If you've ever posted your relationship status on Facebook, and you're happily involved with that one great person you want to spend your life with, you may not have noticed an aspect of the social networking site's relationship status offerings: they're all geared toward dyadic relationships or, rather, relationships involving just two people. If you have noticed, and you're one of the 5% or so of people involved in romantic relationships with more than one other person, you may very well have just rolled your eyes and checked the "open relationship" or "it's complicated" box and called it a day.
One group is attempting to change that because, as it said in a letter released June 16 to Tom Alison, Meta's head of the Facebook app, "this restriction perpetuates the erasure and marginalization of non-monogamous relationships; at worst, it harms non-monogamous users by perpetuating social stigmas around the validity and authenticity of their relationships." (Meta Platforms Inc. is the new name of the company formerly known as Facebook.)
That letter, organized by Organization for Polyamory and Ethical Non-monogamy and signed by 11 polyamory activists representing as many organizations committed to enfranchising polyamorous relationships, asks Alison to revamp the app's selection of relationship types to include polyamory. At present, Facebook users have 11 options to choose from, ranging from single to widowed seemingly with the assumption that all those relationship permutations are with only one other person.
"Unfortunately, the design of the 'relationship status' feature prevents many users from indicating the connections most important to them," the letter states. "By restricting users to one relationship status (and one tagged partner) on their profile, non-monogamous individuals are arbitrarily prevented from expressing the full range of their connections on the Facebook app."
The idea and organization for sending the letter came together around a month and a half ago, said Brett Chamberlin, executive director of OPEN, on the phone from El Cerrito. And Facebook, he said, was a logical first step.

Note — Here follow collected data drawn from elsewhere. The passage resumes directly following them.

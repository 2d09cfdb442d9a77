// ============================================================================
// Strict linting - Dangerous or non-idiomatic practices are forbidden
// ============================================================================

#![warn(warnings)]                    // All warnings are reported
#![deny(unsafe_code)]                 // Unsafe code is forbidden
#![deny(missing_docs)]                // All public items must be documented
#![warn(dead_code)]                   // Unused code is reported
#![deny(non_camel_case_types)]        // Types must follow CamelCase convention

// Additional strictness - Leave nothing unchecked
#![warn(unused_imports)]              // Unused imports are reported
#![warn(unused_variables)]            // Unused variables are reported
#![deny(unused_must_use)]             // Must handle Result and Option explicitly
#![deny(non_snake_case)]              // Variables and functions must be snake_case
#![deny(non_upper_case_globals)]      // Constants must be UPPER_CASE
#![deny(nonstandard_style)]           // Non-standard code style is forbidden
#![forbid(unsafe_op_in_unsafe_fn)]    // Unsafe ops in unsafe fns are forbidden

// Clippy lints (warnings only)
#![warn(clippy::all)]                 // All standard Clippy lints
#![warn(clippy::pedantic)]            // Very strict Clippy lints
#![warn(clippy::nursery)]             // Experimental lints
#![warn(clippy::unwrap_used)]         // unwrap() warning
#![warn(clippy::expect_used)]         // expect() warning
#![warn(clippy::panic)]               // panic!() warning
#![warn(clippy::print_stdout)]        // println!() warning
#![warn(clippy::todo)]                // TODO warning
#![warn(clippy::unimplemented)]       // unimplemented!() warning
#![warn(clippy::missing_const_for_fn)] // Force const when possible
#![warn(clippy::unwrap_in_result)]    // unwrap() in Result warning
#![warn(clippy::module_inception)]    // Module with same name as crate warning
#![warn(clippy::redundant_clone)]     // Useless clones warning
#![warn(clippy::shadow_unrelated)]    // Shadowing unrelated variables warning
#![warn(clippy::too_many_arguments)]  // Limit function arguments
#![warn(clippy::cognitive_complexity)] // Limit cognitive complexity

// Safety and robustness lints
#![deny(overflowing_literals)]        // Overflowing literals are forbidden
#![deny(arithmetic_overflow)]         // Arithmetic overflow is forbidden

// ============================================================================
// Crate Documentation
// ============================================================================

//! # Rollwarden
//!
//! A multi-environment rollout controller for Kubernetes: renders per
//! environment manifests, plans the changes against the live cluster, applies
//! them behind a health gate and rolls back automatically when workloads do
//! not become healthy.
//!
//! ## Overview
//!
//! Rollwarden manages a fixed `dev` / `stage` / `prod` promotion path:
//!
//! - Render an environment from a shared base plus ordered overlays
//! - Pin secret references to immutable versions before a rollout
//! - Compute an ordered create/update/delete plan against a fresh snapshot
//! - Apply with bounded retries, then wait for workloads to stay ready
//! - Roll back to the last successful manifest on failure or cancellation
//! - Keep an append-only history of every attempt per environment
//!
//! ## Architecture
//!
//! 1. **Renderer** ([`manifest`]): base + overlays → `ManifestSet`
//! 2. **Secrets** ([`secrets`]): sealed, versioned values and pinning
//! 3. **Planner** ([`planner`]): `ManifestSet` × `ClusterSnapshot` → `Plan`
//! 4. **Controller** ([`rollout`]): `Planned → Applying → Monitoring → …`
//! 5. **History** ([`state`]): records and cross-process locks
//!
//! The cluster is reached only through the traits in [`cluster`]; the
//! [`kubectl`] module implements them for real clusters and
//! [`cluster::InMemoryCluster`] for tests and `--simulate`.
//! [`orchestrator`] wires everything together for the [`cli`].
//!
//! ## Example
//!
//! ```yaml
//! project:
//!   name: shop
//!
//! environments:
//!   dev:
//!     namespace: shop-dev
//!   stage:
//!     namespace: shop-stage
//!   prod:
//!     namespace: shop-prod
//!     requires_confirmation: true
//!
//! manifests:
//!   base: k8s/base
//!   overlays:
//!     dev: [k8s/overlays/dev]
//!     stage: [k8s/overlays/stage]
//!     prod: [k8s/overlays/prod]
//! ```

// ============================================================================
// Modules
// ============================================================================

pub mod cli;
pub mod cluster;
pub mod config;
pub mod error;
pub mod kubectl;
pub mod manifest;
pub mod orchestrator;
pub mod planner;
pub mod rollout;
pub mod secrets;
pub mod state;

// ============================================================================
// Re-exports
// ============================================================================

pub use cli::{Cli, Commands, OutputFormatter};
pub use config::{ConfigParser, ConfigValidator, Environment, Environments, RollwardenConfig};
pub use error::{Result, RollwardenError};
pub use manifest::{ManifestRenderer, ManifestSet, ResourceId};
pub use orchestrator::{Orchestrator, OrchestratorOptions, PlannedRollout};
pub use planner::{Action, ActionType, DiffEngine, Plan};
pub use rollout::{RolloutController, RolloutHandle, RolloutOutcome, RolloutState};
pub use secrets::SecretStore;
pub use state::{HistoryStore, LocalHistoryStore, MemoryHistoryStore, RolloutRecord, S3HistoryStore};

"Technology encodes the values of a society at a given point in time," said Chamberlin. "By excluding non-monogamous relationships, Meta had encoded the social preference for monogamy into Facebook's design, perpetuating the erasure and marginalization of non-monogamous relationships."
At this point, Chamberlin, 31, said he's not sure how Meta will respond to their request but he feels strongly it falls squarely within the giant social media company's own values.
As the letter points out: "Human connection has long been at the center of Meta's mission and values. Everyday, billions of people around the world use Meta's Facebook app to both nurture and showcase the connections that matter most to them. The Facebook app provides numerous features to facilitate connection, such as the ability to list family members and relationships on a user's profile."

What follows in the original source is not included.